◆ **PROBLEM REQUIREMENTS**:
For the records below, give the number of lines containing the word "loop" and no other text.

(Stored data entries)
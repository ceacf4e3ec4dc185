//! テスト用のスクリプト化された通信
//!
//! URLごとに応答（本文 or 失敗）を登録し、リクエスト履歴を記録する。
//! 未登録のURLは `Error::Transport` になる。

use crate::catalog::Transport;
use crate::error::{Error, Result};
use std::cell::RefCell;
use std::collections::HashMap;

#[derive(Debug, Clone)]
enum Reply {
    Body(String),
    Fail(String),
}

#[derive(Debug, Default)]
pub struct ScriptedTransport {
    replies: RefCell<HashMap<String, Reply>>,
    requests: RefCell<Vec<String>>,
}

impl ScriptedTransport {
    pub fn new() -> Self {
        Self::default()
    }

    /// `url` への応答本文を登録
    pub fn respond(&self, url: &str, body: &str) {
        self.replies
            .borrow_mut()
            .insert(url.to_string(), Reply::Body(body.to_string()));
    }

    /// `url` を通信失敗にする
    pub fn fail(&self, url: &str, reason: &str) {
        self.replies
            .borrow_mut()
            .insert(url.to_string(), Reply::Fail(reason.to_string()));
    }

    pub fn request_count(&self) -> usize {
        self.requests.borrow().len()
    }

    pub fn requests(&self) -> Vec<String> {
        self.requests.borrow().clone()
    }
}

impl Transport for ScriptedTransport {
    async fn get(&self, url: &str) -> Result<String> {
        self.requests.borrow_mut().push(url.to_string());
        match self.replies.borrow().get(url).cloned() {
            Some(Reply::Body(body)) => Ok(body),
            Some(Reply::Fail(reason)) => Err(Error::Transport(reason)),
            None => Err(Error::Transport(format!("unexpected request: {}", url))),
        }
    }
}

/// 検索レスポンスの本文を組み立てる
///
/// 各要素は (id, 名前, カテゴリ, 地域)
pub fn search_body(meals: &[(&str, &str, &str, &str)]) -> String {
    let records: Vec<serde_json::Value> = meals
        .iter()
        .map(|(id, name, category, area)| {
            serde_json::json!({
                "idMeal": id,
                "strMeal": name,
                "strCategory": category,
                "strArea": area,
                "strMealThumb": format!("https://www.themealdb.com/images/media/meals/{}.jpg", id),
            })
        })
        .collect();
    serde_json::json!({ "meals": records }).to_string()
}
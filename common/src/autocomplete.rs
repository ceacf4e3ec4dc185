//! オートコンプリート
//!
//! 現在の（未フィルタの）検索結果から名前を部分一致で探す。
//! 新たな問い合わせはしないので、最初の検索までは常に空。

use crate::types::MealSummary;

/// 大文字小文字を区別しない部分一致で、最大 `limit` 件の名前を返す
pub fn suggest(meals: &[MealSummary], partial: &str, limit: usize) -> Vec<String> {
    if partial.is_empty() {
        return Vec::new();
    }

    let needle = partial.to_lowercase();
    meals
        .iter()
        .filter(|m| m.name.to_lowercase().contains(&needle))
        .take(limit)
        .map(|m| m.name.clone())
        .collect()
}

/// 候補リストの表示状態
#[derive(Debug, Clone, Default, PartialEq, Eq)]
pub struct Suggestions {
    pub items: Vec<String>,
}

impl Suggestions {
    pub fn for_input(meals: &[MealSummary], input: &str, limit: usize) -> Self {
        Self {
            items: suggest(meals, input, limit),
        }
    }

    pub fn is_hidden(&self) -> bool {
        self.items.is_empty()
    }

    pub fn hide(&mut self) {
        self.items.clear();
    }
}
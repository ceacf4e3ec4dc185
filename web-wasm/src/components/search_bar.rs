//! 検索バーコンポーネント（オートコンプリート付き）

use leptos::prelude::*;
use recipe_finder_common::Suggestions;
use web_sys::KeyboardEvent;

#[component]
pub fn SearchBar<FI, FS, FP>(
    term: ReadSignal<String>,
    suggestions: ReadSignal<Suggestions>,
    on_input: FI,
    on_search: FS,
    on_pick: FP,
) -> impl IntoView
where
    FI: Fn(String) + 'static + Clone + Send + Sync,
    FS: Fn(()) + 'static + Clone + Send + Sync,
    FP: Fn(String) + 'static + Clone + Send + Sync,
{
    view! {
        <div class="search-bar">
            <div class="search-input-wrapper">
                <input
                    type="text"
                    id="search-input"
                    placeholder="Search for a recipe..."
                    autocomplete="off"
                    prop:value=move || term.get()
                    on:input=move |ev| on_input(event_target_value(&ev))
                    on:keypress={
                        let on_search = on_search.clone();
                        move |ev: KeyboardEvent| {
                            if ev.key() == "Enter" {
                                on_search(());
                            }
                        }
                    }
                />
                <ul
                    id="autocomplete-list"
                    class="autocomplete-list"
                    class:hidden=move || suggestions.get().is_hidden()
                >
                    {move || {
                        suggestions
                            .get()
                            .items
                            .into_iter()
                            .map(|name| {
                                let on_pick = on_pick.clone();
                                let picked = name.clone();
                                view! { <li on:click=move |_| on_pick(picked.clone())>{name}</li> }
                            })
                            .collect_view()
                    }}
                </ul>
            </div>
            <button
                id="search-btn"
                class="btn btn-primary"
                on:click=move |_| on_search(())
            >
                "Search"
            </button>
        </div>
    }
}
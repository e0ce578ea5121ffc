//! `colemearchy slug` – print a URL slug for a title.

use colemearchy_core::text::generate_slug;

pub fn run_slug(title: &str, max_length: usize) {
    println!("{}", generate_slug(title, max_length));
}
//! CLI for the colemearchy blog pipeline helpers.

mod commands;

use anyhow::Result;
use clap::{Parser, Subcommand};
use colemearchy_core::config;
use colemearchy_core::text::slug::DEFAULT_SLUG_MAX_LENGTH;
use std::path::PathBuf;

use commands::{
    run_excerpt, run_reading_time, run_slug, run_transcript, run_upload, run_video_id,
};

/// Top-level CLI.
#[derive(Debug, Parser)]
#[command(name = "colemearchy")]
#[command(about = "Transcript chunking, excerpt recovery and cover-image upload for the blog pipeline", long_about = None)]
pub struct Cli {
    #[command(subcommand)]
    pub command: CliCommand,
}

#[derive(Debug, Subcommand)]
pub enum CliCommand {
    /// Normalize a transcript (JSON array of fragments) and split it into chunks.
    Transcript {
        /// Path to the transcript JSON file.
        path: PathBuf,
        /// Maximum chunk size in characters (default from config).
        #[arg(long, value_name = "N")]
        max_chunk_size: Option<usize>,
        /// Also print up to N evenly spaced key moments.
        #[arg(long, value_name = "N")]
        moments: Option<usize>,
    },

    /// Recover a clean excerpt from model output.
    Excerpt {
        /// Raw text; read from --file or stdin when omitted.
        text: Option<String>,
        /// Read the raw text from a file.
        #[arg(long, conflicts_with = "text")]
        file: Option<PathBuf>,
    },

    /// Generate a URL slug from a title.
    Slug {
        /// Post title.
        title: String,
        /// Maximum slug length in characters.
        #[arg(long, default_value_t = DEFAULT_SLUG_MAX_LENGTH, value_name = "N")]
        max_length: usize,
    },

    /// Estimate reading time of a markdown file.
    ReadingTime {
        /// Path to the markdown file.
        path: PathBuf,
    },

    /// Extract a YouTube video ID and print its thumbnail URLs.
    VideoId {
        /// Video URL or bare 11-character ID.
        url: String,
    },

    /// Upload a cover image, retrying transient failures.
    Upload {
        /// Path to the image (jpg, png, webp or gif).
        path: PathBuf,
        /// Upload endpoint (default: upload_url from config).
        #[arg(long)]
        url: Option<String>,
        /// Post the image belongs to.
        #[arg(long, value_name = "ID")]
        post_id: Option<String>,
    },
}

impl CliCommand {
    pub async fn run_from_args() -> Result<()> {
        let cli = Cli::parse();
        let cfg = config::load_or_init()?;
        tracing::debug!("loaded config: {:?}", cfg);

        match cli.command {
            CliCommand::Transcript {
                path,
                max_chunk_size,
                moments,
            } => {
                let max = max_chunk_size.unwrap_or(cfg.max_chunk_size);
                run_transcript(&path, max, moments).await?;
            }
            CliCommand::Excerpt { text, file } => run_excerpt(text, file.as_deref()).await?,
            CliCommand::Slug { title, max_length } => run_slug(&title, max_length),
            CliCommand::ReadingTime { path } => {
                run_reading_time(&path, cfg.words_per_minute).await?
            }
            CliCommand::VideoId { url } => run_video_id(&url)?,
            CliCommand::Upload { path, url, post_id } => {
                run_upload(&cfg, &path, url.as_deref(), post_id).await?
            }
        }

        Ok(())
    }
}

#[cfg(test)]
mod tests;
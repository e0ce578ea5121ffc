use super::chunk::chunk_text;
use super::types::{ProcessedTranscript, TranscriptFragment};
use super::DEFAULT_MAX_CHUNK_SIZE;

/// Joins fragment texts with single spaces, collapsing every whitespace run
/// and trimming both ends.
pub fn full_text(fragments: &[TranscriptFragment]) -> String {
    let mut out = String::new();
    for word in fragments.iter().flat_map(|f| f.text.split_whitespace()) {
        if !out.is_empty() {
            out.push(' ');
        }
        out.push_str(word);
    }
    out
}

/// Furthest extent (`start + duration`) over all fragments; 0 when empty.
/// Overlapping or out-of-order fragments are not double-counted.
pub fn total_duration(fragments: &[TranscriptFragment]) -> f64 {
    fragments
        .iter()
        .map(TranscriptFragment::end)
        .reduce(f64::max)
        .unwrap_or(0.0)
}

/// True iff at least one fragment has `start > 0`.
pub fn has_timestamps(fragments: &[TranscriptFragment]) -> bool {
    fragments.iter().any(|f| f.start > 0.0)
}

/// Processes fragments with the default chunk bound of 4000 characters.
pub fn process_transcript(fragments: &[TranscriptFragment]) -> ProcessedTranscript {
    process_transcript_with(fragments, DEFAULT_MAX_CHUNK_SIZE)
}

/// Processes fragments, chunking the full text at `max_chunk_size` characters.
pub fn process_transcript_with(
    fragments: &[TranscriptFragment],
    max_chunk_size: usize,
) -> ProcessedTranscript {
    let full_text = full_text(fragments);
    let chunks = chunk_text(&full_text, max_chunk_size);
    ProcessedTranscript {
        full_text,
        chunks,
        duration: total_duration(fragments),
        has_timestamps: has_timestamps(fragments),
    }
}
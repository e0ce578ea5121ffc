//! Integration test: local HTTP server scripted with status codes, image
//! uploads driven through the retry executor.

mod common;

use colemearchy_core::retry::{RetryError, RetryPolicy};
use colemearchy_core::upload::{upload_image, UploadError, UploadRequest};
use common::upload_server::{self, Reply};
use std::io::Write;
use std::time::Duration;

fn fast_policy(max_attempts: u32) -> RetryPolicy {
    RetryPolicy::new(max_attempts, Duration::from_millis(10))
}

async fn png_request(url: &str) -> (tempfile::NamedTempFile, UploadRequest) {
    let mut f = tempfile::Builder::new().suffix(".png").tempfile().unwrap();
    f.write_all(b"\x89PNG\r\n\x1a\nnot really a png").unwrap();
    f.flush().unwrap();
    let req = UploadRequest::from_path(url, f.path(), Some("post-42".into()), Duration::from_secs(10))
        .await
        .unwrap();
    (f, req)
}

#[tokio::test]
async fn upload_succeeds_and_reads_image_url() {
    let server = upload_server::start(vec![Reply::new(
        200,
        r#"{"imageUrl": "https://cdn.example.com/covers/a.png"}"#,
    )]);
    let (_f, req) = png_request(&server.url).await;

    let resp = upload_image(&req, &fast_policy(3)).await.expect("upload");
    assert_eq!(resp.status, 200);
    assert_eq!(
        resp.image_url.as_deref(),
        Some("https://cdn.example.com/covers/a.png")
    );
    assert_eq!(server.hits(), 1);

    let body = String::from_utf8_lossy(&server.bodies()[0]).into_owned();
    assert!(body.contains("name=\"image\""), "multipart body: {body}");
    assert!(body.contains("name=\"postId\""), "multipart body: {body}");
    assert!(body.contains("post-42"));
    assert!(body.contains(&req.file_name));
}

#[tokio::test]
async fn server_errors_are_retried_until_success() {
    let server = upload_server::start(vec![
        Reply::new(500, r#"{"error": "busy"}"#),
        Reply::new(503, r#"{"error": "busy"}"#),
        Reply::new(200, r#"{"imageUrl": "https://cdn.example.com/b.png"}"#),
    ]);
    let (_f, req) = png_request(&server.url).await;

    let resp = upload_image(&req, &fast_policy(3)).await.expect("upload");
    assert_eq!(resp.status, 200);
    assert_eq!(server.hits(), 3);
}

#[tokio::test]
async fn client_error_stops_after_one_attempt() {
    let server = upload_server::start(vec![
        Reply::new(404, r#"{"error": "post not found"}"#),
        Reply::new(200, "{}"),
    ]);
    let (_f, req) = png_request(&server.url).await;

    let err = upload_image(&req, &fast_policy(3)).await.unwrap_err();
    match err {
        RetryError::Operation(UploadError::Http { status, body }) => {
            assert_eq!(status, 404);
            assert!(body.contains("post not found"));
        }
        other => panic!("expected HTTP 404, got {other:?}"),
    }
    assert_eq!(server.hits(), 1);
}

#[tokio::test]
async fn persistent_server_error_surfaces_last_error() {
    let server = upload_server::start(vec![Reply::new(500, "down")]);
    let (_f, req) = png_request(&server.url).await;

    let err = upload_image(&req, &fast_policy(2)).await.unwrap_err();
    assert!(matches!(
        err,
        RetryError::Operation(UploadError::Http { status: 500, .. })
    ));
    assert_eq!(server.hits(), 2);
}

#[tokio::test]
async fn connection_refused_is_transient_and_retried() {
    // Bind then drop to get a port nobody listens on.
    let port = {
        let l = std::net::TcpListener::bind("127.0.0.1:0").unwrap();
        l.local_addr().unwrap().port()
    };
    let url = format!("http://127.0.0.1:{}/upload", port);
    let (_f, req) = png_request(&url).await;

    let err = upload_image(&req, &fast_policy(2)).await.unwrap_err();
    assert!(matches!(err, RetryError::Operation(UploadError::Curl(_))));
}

* * *

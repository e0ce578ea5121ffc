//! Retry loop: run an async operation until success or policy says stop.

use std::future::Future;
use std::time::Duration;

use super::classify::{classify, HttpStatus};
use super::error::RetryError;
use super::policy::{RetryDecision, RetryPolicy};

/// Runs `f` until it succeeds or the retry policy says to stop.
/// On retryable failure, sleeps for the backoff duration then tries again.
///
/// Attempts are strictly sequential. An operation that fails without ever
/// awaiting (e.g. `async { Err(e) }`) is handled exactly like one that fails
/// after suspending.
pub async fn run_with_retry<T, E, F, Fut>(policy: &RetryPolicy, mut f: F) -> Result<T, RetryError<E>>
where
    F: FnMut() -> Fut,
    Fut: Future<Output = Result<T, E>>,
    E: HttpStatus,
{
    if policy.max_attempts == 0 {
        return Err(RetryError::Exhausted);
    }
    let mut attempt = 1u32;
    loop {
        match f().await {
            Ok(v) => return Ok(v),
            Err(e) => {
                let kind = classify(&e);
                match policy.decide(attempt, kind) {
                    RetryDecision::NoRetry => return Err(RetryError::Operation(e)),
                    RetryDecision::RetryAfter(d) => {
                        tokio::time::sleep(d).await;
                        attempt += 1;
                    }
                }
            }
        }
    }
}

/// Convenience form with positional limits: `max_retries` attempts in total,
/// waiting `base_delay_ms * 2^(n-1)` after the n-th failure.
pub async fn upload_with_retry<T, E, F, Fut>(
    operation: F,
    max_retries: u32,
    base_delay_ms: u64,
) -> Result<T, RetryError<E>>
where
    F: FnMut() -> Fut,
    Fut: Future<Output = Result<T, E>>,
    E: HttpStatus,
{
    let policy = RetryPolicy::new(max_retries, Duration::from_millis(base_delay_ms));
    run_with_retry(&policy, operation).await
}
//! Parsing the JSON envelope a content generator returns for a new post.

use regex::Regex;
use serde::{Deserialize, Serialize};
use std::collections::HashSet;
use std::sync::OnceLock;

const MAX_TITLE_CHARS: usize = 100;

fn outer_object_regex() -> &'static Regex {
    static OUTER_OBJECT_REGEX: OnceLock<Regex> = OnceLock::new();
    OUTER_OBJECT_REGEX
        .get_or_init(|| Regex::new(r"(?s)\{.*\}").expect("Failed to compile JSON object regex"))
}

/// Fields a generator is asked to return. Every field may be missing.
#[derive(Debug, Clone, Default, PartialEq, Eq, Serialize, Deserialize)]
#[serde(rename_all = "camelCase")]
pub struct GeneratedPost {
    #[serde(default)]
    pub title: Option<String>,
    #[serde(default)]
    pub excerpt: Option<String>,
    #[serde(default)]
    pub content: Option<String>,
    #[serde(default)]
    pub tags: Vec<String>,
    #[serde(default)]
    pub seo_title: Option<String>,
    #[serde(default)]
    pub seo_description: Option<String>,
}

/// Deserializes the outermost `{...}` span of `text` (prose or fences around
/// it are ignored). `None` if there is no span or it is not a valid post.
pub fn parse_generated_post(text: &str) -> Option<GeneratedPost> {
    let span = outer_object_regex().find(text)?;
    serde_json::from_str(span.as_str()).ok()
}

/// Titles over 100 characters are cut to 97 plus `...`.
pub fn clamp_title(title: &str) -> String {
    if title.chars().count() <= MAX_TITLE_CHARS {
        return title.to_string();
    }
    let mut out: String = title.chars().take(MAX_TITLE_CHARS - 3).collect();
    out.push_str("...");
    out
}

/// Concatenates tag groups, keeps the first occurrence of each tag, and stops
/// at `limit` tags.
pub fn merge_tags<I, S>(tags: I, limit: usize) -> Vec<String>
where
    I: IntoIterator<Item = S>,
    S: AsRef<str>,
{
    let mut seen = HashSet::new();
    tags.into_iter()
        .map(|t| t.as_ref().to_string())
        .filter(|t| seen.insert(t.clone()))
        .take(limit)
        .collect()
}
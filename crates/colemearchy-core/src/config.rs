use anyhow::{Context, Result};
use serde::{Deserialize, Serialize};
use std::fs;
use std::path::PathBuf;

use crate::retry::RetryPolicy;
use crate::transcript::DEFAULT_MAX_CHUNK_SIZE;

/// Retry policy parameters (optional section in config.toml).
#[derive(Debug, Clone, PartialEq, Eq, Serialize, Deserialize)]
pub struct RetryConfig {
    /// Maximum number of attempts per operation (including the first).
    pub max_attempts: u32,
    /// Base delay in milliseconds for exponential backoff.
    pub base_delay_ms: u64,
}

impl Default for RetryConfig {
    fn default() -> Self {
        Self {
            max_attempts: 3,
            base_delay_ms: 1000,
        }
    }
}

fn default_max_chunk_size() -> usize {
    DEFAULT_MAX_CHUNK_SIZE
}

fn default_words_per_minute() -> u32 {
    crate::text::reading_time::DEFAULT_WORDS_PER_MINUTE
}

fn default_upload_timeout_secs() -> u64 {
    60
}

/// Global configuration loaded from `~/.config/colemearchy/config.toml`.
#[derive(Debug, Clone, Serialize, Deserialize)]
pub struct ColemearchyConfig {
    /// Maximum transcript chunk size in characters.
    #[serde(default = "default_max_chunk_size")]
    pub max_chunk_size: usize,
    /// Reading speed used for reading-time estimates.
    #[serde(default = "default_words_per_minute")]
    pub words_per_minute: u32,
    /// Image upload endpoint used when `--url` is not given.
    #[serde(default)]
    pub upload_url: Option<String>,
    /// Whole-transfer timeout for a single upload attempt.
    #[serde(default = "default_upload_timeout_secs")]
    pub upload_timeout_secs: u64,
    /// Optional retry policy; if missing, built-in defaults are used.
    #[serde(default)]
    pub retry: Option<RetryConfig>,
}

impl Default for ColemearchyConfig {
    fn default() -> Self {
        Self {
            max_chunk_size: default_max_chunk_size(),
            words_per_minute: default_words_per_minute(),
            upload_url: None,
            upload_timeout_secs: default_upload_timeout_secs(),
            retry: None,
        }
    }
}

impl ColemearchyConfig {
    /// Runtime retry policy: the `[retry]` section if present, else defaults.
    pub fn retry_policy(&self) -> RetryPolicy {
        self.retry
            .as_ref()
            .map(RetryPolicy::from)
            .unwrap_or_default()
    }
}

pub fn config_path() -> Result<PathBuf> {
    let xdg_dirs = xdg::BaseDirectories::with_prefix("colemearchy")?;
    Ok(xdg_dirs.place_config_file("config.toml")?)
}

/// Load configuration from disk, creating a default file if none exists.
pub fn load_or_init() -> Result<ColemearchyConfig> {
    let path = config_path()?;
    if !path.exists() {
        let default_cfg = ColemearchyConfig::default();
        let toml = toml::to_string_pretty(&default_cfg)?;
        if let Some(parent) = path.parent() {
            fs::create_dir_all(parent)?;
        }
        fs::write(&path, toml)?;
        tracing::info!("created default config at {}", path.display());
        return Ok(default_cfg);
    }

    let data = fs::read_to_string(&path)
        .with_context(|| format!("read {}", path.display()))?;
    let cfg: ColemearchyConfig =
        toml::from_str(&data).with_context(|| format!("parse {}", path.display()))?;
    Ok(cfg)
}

◆ **PROBLEM SOLUTION**:
2